▸ Dataset extract:
====

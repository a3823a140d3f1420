//! Platform error codes used by the bridge, and their classification.
//!
//! Windows codes are `GetLastError` values, Unix codes are `errno` values.
//! Codes the bridge synthesizes itself (deadline expiry, encoding failure,
//! truncation) are picked from the same platform namespace so callers can
//! always look them up in the OS documentation.

use crate::error::ErrorKind;

#[cfg(windows)]
mod platform {
    use windows_sys::Win32::Foundation::{
        ERROR_ACCESS_DENIED, ERROR_BROKEN_PIPE, ERROR_FILE_NOT_FOUND, ERROR_GEN_FAILURE,
        ERROR_INVALID_HANDLE, ERROR_INVALID_PARAMETER, ERROR_MORE_DATA, ERROR_NO_DATA,
        ERROR_NO_UNICODE_TRANSLATION, ERROR_PIPE_BUSY, ERROR_PIPE_NOT_CONNECTED,
        ERROR_SEM_TIMEOUT,
    };

    pub const NOT_FOUND: u32 = ERROR_FILE_NOT_FOUND;
    pub const TIMEOUT: u32 = ERROR_SEM_TIMEOUT;
    pub const PIPE_BUSY: u32 = ERROR_PIPE_BUSY;
    pub const ACCESS_DENIED: u32 = ERROR_ACCESS_DENIED;
    pub const INVALID_ARGUMENT: u32 = ERROR_INVALID_PARAMETER;
    pub const INVALID_HANDLE: u32 = ERROR_INVALID_HANDLE;
    pub const ENCODING_FAILURE: u32 = ERROR_NO_UNICODE_TRANSLATION;
    pub const BROKEN_PIPE: u32 = ERROR_BROKEN_PIPE;
    pub const NO_REMOTE_PROCESS: u32 = ERROR_PIPE_NOT_CONNECTED;
    pub const MORE_DATA: u32 = ERROR_MORE_DATA;
    pub const IO_FAILURE: u32 = ERROR_GEN_FAILURE;

    /// "The pipe is being closed."
    pub const PIPE_CLOSING: u32 = ERROR_NO_DATA;
}

#[cfg(unix)]
mod platform {
    pub const NOT_FOUND: u32 = libc::ENOENT as u32;
    pub const TIMEOUT: u32 = libc::ETIMEDOUT as u32;
    pub const PIPE_BUSY: u32 = libc::ECONNREFUSED as u32;
    pub const ACCESS_DENIED: u32 = libc::EACCES as u32;
    pub const INVALID_ARGUMENT: u32 = libc::EINVAL as u32;
    pub const INVALID_HANDLE: u32 = libc::EBADF as u32;
    pub const ENCODING_FAILURE: u32 = libc::EILSEQ as u32;
    pub const BROKEN_PIPE: u32 = libc::EPIPE as u32;
    pub const NO_REMOTE_PROCESS: u32 = libc::ENOTCONN as u32;
    pub const MORE_DATA: u32 = libc::EMSGSIZE as u32;
    pub const IO_FAILURE: u32 = libc::EIO as u32;

    /// Peer reset the connection.
    pub const PIPE_CLOSING: u32 = libc::ECONNRESET as u32;
}

pub use platform::*;

/// Map a platform code onto the stable taxonomy.
pub fn classify(code: u32) -> ErrorKind {
    match code {
        0 => ErrorKind::Ok,
        NOT_FOUND => ErrorKind::NotFound,
        TIMEOUT | PIPE_BUSY => ErrorKind::Timeout,
        ACCESS_DENIED => ErrorKind::AccessDenied,
        INVALID_ARGUMENT | INVALID_HANDLE => ErrorKind::InvalidArgument,
        ENCODING_FAILURE => ErrorKind::EncodingFailure,
        BROKEN_PIPE | PIPE_CLOSING => ErrorKind::BrokenPipe,
        NO_REMOTE_PROCESS => ErrorKind::NoRemoteProcess,
        MORE_DATA => ErrorKind::BufferTruncated,
        _ => ErrorKind::Io,
    }
}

====

▸ How to complete this task:
Keep only the lines from the one containing "pub const PIPE_CLOSING: u32 = ERROR_NO_DATA;" to the end of the entries, and repeat them exactly.

▸ Response below:
    pub const PIPE_CLOSING: u32 = ERROR_NO_DATA;
}

#[cfg(unix)]
mod platform {
    pub const NOT_FOUND: u32 = libc::ENOENT as u32;
    pub const TIMEOUT: u32 = libc::ETIMEDOUT as u32;
    pub const PIPE_BUSY: u32 = libc::ECONNREFUSED as u32;
    pub const ACCESS_DENIED: u32 = libc::EACCES as u32;
    pub const INVALID_ARGUMENT: u32 = libc::EINVAL as u32;
    pub const INVALID_HANDLE: u32 = libc::EBADF as u32;
    pub const ENCODING_FAILURE: u32 = libc::EILSEQ as u32;
    pub const BROKEN_PIPE: u32 = libc::EPIPE as u32;
    pub const NO_REMOTE_PROCESS: u32 = libc::ENOTCONN as u32;
    pub const MORE_DATA: u32 = libc::EMSGSIZE as u32;
    pub const IO_FAILURE: u32 = libc::EIO as u32;

    /// Peer reset the connection.
    pub const PIPE_CLOSING: u32 = libc::ECONNRESET as u32;
}

pub use platform::*;

/// Map a platform code onto the stable taxonomy.
pub fn classify(code: u32) -> ErrorKind {
    match code {
        0 => ErrorKind::Ok,
        NOT_FOUND => ErrorKind::NotFound,
        TIMEOUT | PIPE_BUSY => ErrorKind::Timeout,
        ACCESS_DENIED => ErrorKind::AccessDenied,
        INVALID_ARGUMENT | INVALID_HANDLE => ErrorKind::InvalidArgument,
        ENCODING_FAILURE => ErrorKind::EncodingFailure,
        BROKEN_PIPE | PIPE_CLOSING => ErrorKind::BrokenPipe,
        NO_REMOTE_PROCESS => ErrorKind::NoRemoteProcess,
        MORE_DATA => ErrorKind::BufferTruncated,
        _ => ErrorKind::Io,
    }
}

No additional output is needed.